[Saved entries]
= Beginning of Section =
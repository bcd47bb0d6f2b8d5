use serde::Serialize;

/// Parsed prompt expression.
///
/// Concatenation is distributed over groups while parsing, so every [`Expression::Leaf`]
/// holds a complete prompt string and the variant set stays closed.
#[derive(Debug, Clone, PartialEq, Serialize)]
#[serde(rename_all = "snake_case")]
pub enum Expression {
    /// Literal prompt text.
    Leaf(String),
    /// Prompt editing: child `i` owns the steps from `boundaries[i - 1]` up to `boundaries[i]`.
    Sequence {
        /// Alternatives in source order.
        children: Vec<Expression>,
        /// One boundary between each pair of adjacent children.
        boundaries: Vec<StepLiteral>,
    },
    /// Static weighted blend of all children.
    Fuse {
        /// Alternatives in source order.
        children: Vec<Expression>,
        /// Non-negative weight per child (default `1`).
        weights: Vec<f64>,
    },
    /// Blend that travels from child to child across the step range.
    Curve {
        /// Alternatives in source order.
        children: Vec<Expression>,
        /// Progress easing between adjacent stops.
        geometry: CurveGeometry,
        /// One stop per child.
        stops: Vec<StepLiteral>,
    },
}

/// A step bound as written in a prompt.
#[derive(Debug, Clone, Copy, PartialEq, Serialize)]
#[serde(rename_all = "snake_case")]
pub enum StepLiteral {
    /// Absolute step index.
    Absolute(usize),
    /// Fraction of the total step count (a decimal literal below `1`).
    Fraction(f64),
    /// Blank stop, placed by the tensor builder.
    Auto,
}

/// Easing shape named after the stop list of a curve.
#[derive(Debug, Clone, PartialEq, Serialize)]
#[serde(rename_all = "snake_case")]
pub enum CurveGeometry {
    /// Progress is used as-is.
    Linear,
    /// Progress is reshaped by a Bezier curve over `[0, control_points.., 1]`.
    Bezier {
        /// Interior control points on the progress axis.
        control_points: Vec<f64>,
    },
}

impl CurveGeometry {
    pub(crate) const DEFAULT_BEZIER: [f64; 2] = [0.0, 1.0];
}

impl Expression {
    /// Textual concatenation, distributed over blend groups.
    ///
    /// `a + [b:c:5]` becomes `[a b : a c : 5]`; a group on the left distributes the right
    /// operand into each of its children.
    pub fn concat(self, other: Expression) -> Expression {
        match (self, other) {
            (Expression::Leaf(a), other) if a.is_empty() => other,
            (this, Expression::Leaf(b)) if b.is_empty() => this,
            (Expression::Leaf(mut a), Expression::Leaf(b)) => {
                a.push_str(&b);
                Expression::Leaf(a)
            }
            (Expression::Leaf(a), group) => {
                group.map_children(|child| Expression::Leaf(a.clone()).concat(child))
            }
            (group, right) => group.map_children(|child| child.concat(right.clone())),
        }
    }

    /// Leaf texts in left-to-right order, duplicates included.
    pub fn leaves(&self) -> Vec<&str> {
        let mut out = Vec::new();
        self.collect_leaves(&mut out);
        out
    }

    fn collect_leaves<'a>(&'a self, out: &mut Vec<&'a str>) {
        match self {
            Expression::Leaf(text) => out.push(text),
            Expression::Sequence { children, .. }
            | Expression::Fuse { children, .. }
            | Expression::Curve { children, .. } => {
                for child in children {
                    child.collect_leaves(out);
                }
            }
        }
    }

    fn map_children(self, mut f: impl FnMut(Expression) -> Expression) -> Expression {
        match self {
            Expression::Leaf(text) => f(Expression::Leaf(text)),
            Expression::Sequence {
                children,
                boundaries,
            } => Expression::Sequence {
                children: children.into_iter().map(&mut f).collect(),
                boundaries,
            },
            Expression::Fuse { children, weights } => Expression::Fuse {
                children: children.into_iter().map(&mut f).collect(),
                weights,
            },
            Expression::Curve {
                children,
                geometry,
                stops,
            } => Expression::Curve {
                children: children.into_iter().map(&mut f).collect(),
                geometry,
                stops,
            },
        }
    }
}

#[cfg(test)]
#[path = "../../tests/unit/parse/ast.rs"]
mod tests;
= End of Section =
Activity: Search the entries above for the string "impl", and report each line where it occurs.

Answer to this exercise:
impl CurveGeometry {
impl Expression {
    fn map_children(self, mut f: impl FnMut(Expression) -> Expression) -> Expression {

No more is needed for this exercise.